Air-vents were standard back then, you still see them outside old houses in town. Personally I think they are superior to valves & such, which are often noisy).
The vent may have acted as a sump, I suppose, but would be a bit small for that.

The plumbers blocked the vent off, &/but did not fit a valve (probably my objection to the noise they make, & it might be OK anyway).

Any suggestions?
 
Thanks, tommyl18, that could be true, I don't know.

How would I check that, without the expense of actually pressure flushing the stack?

I don't seem to have any problem with the WC flush, it flows easily.

I've had a snake-rod along from the basin to the WC, so I reckon that's OK.
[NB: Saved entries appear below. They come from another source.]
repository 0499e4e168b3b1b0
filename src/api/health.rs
use axum::response::Json;
use serde_json::{Value, json};

pub async fn health() -> Json<Value> {
    Json(json!({
        "status": "ok",
        "version": env!("CARGO_PKG_VERSION")
    }))
}
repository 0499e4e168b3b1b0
//! Build script for dancify.
//!
//! Copies the configuration template to the user's local data directory so a
//! ready-to-edit `.env.example` sits next to where the application expects
//! its `.env`.

use std::{env, fs, path::PathBuf};

fn main() -> Result<(), Box<dyn std::error::Error>> {
    // Re-run if the template changes
    println!("cargo:rerun-if-changed=.env.example");

    // Where to copy FROM (crate root)
    let manifest_dir = PathBuf::from(env::var("CARGO_MANIFEST_DIR")?);
    let env_example_path = manifest_dir.join(".env.example");

    // Compute target dir (local data dir) and ensure it exists
    let mut out_dir = dirs::data_local_dir().unwrap_or_else(|| PathBuf::from("."));
    out_dir.push("dancify");
    fs::create_dir_all(&out_dir)?;

    // Only copy if the source exists; otherwise warn instead of failing
    if env_example_path.is_file() {
        let contents = fs::read_to_string(&env_example_path)?;
        fs::write(out_dir.join(".env.example"), contents)?;
    } else {
        println!(
            "cargo:warning=.env.example not found at {}",
            env_example_path.display()
        );
    }

    Ok(())
}
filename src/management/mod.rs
//! High-level state management.
//!
//! Currently only token persistence lives here: the access token obtained
//! through the PKCE flow is cached on disk so subsequent invocations can
//! reuse (and refresh) it without another browser round trip.

mod auth;

pub use auth::TokenManager;
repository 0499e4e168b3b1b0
use std::sync::Arc;

use clap::{
    CommandFactory, Parser, Subcommand,
    builder::{
        Styles,
        styling::{AnsiColor, Effects},
    },
};
use clap_complete::{Shell, generate};

use dancify::{cli, config, error, types::PkceSession};
use tokio::sync::Mutex;

fn styles() -> Styles {
    Styles::styled()
        .header(AnsiColor::White.on_default() | Effects::BOLD)
        .usage(AnsiColor::White.on_default() | Effects::BOLD)
        .literal(AnsiColor::BrightBlue.on_default())
        .placeholder(AnsiColor::BrightGreen.on_default())
}

#[derive(Parser, Debug, Clone)]
#[clap(
  version = env!("CARGO_PKG_VERSION"),
  name=env!("CARGO_PKG_NAME"),
  bin_name=env!("CARGO_PKG_NAME"),
  author=env!("CARGO_PKG_AUTHORS"),
  about=env!("CARGO_PKG_DESCRIPTION"),
  styles=styles(),
)]
struct Cli {
    #[clap(subcommand)]
    command: Command,
}

#[derive(Subcommand, Debug, Clone)]
pub enum Command {
    /// Authorize with Spotify API
    Auth,

    /// List playlists eligible for filtering
    Playlists,

    /// Generate a danceability-filtered copy of a playlist
    Generate(GenerateOptions),

    /// Get shell completions
    Completions(CompletionsOption),
}

#[derive(Parser, Debug, Clone)]
pub struct GenerateOptions {
    /// Playlist to filter, by id or name
    playlist: String,

    /// Lower danceability bound (inclusive), overrides configuration
    #[clap(long)]
    min: Option<f64>,

    /// Upper danceability bound (inclusive), overrides configuration
    #[clap(long)]
    max: Option<f64>,
}

#[derive(Parser, Debug, Clone)]
pub struct CompletionsOption {
    shell: Shell,
}

#[tokio::main]
async fn main() {
    if let Err(e) = config::load_env().await {
        error!("Cannot load environment. Err: {}", e);
    }

    let cli = Cli::parse();

    match cli.command {
        Command::Auth => {
            let oauth_result: Arc<Mutex<Option<PkceSession>>> = Arc::new(Mutex::new(None));
            cli::auth(Arc::clone(&oauth_result)).await;
        }
        Command::Playlists => cli::list_playlists().await,
        Command::Generate(opt) => cli::generate(opt.playlist, opt.min, opt.max).await,
        Command::Completions(opt) => {
            let mut cmd = Cli::command_for_update();
            let name = cmd.get_name().to_string();
            generate(opt.shell, &mut cmd, name, &mut std::io::stdout())
        }
    }
}
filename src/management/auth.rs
use std::path::PathBuf;

use chrono::Utc;

use crate::{spotify, types::Token};

/// Persists and refreshes the Spotify access token.
///
/// The token is cached as JSON in the platform data directory. Access goes
/// through [`TokenManager::get_valid_token`], which transparently refreshes
/// the token shortly before expiry and re-persists it.
pub struct TokenManager {
    token: Token,
}

impl TokenManager {
    pub fn new(token: Token) -> Self {
        TokenManager { token }
    }

    pub async fn load() -> Result<Self, String> {
        let path = Self::token_path();
        let content = async_fs::read_to_string(&path)
            .await
            .map_err(|e| e.to_string())?;
        let token: Token = serde_json::from_str(&content).map_err(|e| e.to_string())?;
        Ok(Self { token })
    }

    pub async fn persist(&self) -> Result<(), String> {
        let path = Self::token_path();
        if let Some(parent) = path.parent() {
            async_fs::create_dir_all(parent)
                .await
                .map_err(|e| e.to_string())?;
        }

        let json = serde_json::to_string_pretty(&self.token).map_err(|e| e.to_string())?;
        async_fs::write(Self::token_path(), json)
            .await
            .map_err(|e| e.to_string())
    }

    pub async fn get_valid_token(&mut self) -> String {
        if self.is_expired() {
            if let Ok(new_token) = spotify::auth::refresh_token(&self.token.refresh_token).await {
                self.token = new_token;
                let _ = self.persist().await;
            }
        }

        self.token.access_token.clone()
    }

    /// Whether the token should be refreshed before use.
    ///
    /// Treats the token as expired 4 minutes early to avoid mid-request
    /// expiry. Saturating arithmetic keeps a short-lived token
    /// (`expires_in` below the margin) from underflowing.
    pub fn is_expired(&self) -> bool {
        let now = Utc::now().timestamp() as u64;
        now >= self
            .token
            .obtained_at
            .saturating_add(self.token.expires_in)
            .saturating_sub(240)
    }

    fn token_path() -> PathBuf {
        let mut path = dirs::data_local_dir().unwrap_or_else(|| PathBuf::from("."));
        path.push("dancify/cache/token.json");
        path
    }
}
//! Command-line interface implementations.
//!
//! One submodule per subcommand. These functions orchestrate the auth flow,
//! the Spotify client layer and the pure filter logic, and own all user
//! facing output; the layers below only return values and errors.

mod auth;
mod generate;
mod playlists;

pub use auth::auth;
pub use generate::generate;
pub use playlists::list_playlists;
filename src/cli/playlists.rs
use tabled::Table;

use crate::{
    config::FilterBounds,
    error, filter, info,
    management::TokenManager,
    spotify,
    types::{Playlist, PlaylistTableRow, Profile},
    warning,
};

/// Lists the playlists eligible for filtering.
///
/// Fetches the profile and the playlist listing concurrently, applies the
/// length bounds, and prints the eligible playlists as a table.
pub async fn list_playlists() {
    let bounds = FilterBounds::from_env();

    let mut token_mgr = match TokenManager::load().await {
        Ok(manager) => manager,
        Err(e) => {
            error!(
                "Failed to load token. Please run dancify auth\n Error: {}",
                e
            );
        }
    };
    let token = token_mgr.get_valid_token().await;

    let (profile, playlists) = match fetch_profile_and_playlists(&token).await {
        Ok(result) => result,
        Err(e) => {
            warning!("Failed to fetch profile and playlists: {}", e);
            return;
        }
    };

    let eligible = filter::eligible_playlists(playlists, &bounds);

    info!("Logged in as {}", profile.display_name);
    if eligible.is_empty() {
        warning!(
            "No playlists with {} to {} tracks found.",
            bounds.min_playlist_length,
            bounds.max_playlist_length
        );
        return;
    }

    let table_rows: Vec<PlaylistTableRow> = eligible
        .into_iter()
        .map(|p| PlaylistTableRow {
            name: p.name,
            tracks: p.tracks.total,
            id: p.id,
        })
        .collect();

    let table = Table::new(table_rows);
    println!("{}", table);
}

/// Fetches profile and playlists with one valid token.
///
/// The two requests are independent and issued concurrently; the playlist
/// listing is not length-filtered here.
pub(crate) async fn fetch_profile_and_playlists(
    token: &str,
) -> Result<(Profile, Vec<Playlist>), error::ApiError> {
    let (profile, playlists) = tokio::join!(
        spotify::profile::get_profile(token),
        spotify::profile::get_playlists(token)
    );

    Ok((profile?, playlists?))
}
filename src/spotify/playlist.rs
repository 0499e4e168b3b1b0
use reqwest::Client;

use crate::{
    config,
    error::ApiError,
    types::{
        AddTracksToPlaylistRequest, AddTracksToPlaylistResponse, CreatePlaylistRequest,
        CreatePlaylistResponse,
    },
};

/// Creates a playlist owned by the given user.
///
/// POSTs `{name, public}` to `/users/{id}/playlists`. The new playlist is
/// public by default, matching the generated-playlist contract.
pub async fn create(
    user_id: &str,
    name: String,
    token: &str,
) -> Result<CreatePlaylistResponse, ApiError> {
    let api_url = format!(
        "{uri}/users/{id}/playlists",
        uri = &config::spotify_apiurl(),
        id = user_id
    );

    let body = CreatePlaylistRequest { name, public: true };

    let client = Client::new();
    let response = client
        .post(&api_url)
        .bearer_auth(token)
        .json(&body)
        .send()
        .await?;
    let json = ApiError::check(response)?
        .json::<CreatePlaylistResponse>()
        .await?;

    Ok(json)
}

/// Adds tracks to a playlist by URI.
///
/// The endpoint accepts at most 100 URIs per request; callers chunk before
/// invoking.
pub async fn add_tracks(
    playlist_id: &str,
    uris: Vec<String>,
    token: &str,
) -> Result<AddTracksToPlaylistResponse, ApiError> {
    let api_url = format!(
        "{uri}/playlists/{id}/tracks",
        uri = &config::spotify_apiurl(),
        id = playlist_id
    );

    let body = AddTracksToPlaylistRequest { uris };

    let client = Client::new();
    let response = client
        .post(&api_url)
        .bearer_auth(token)
        .json(&body)
        .send()
        .await?;
    let json = ApiError::check(response)?
        .json::<AddTracksToPlaylistResponse>()
        .await?;

    Ok(json)
}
I just wonder if there's a way of re-configuring the pipework to help?

Maybe it's an air flow thing.

My easiest solution would be just to restrict the basin outflow (if leave the plug half-in, that works), but it seems an unsatisfactory solution.

Any further ideas?
 
Small u trap on the bath - change for a deep seal one :idea: or a Hep V.O waste valve - simples :mrgreen:
 
Thanx, NigeF

A slight extra difficulty is the lack of clearance between the bath waste & the concrete floor (it needs a very small &/or flexible plumber to get in there! The Victorians would have had no problem ;-D ).

I think the essential problem is that the water level 'in bath' tends to equalise with the water level in the basin, a couple of feet higher, so I'm unsure how a deeper trap might work (apart from the limited height available ).

I can imagine that the extra weight of water in a bigger trap might hold the passing inflow back to some degree, but not all that much. It's a question of whether the inertia would be enough for the length of time the basin takes to empty.

I could build something almost sump-like in the few inches available. Do you reckon that would work? Maybe that was how the earlier air-vent functioned.

I've just spent a frustrating few minutes trying to ascertain the depth of a Hep valve, whether it can be fitted sideways (regs?), and what height one needs above to open the valve - things Hepwort's site clearly considers to be unimportant or too obvious to note..

Also, it seems primarily to be a gas trap, I wonder how it copes with back water pressure?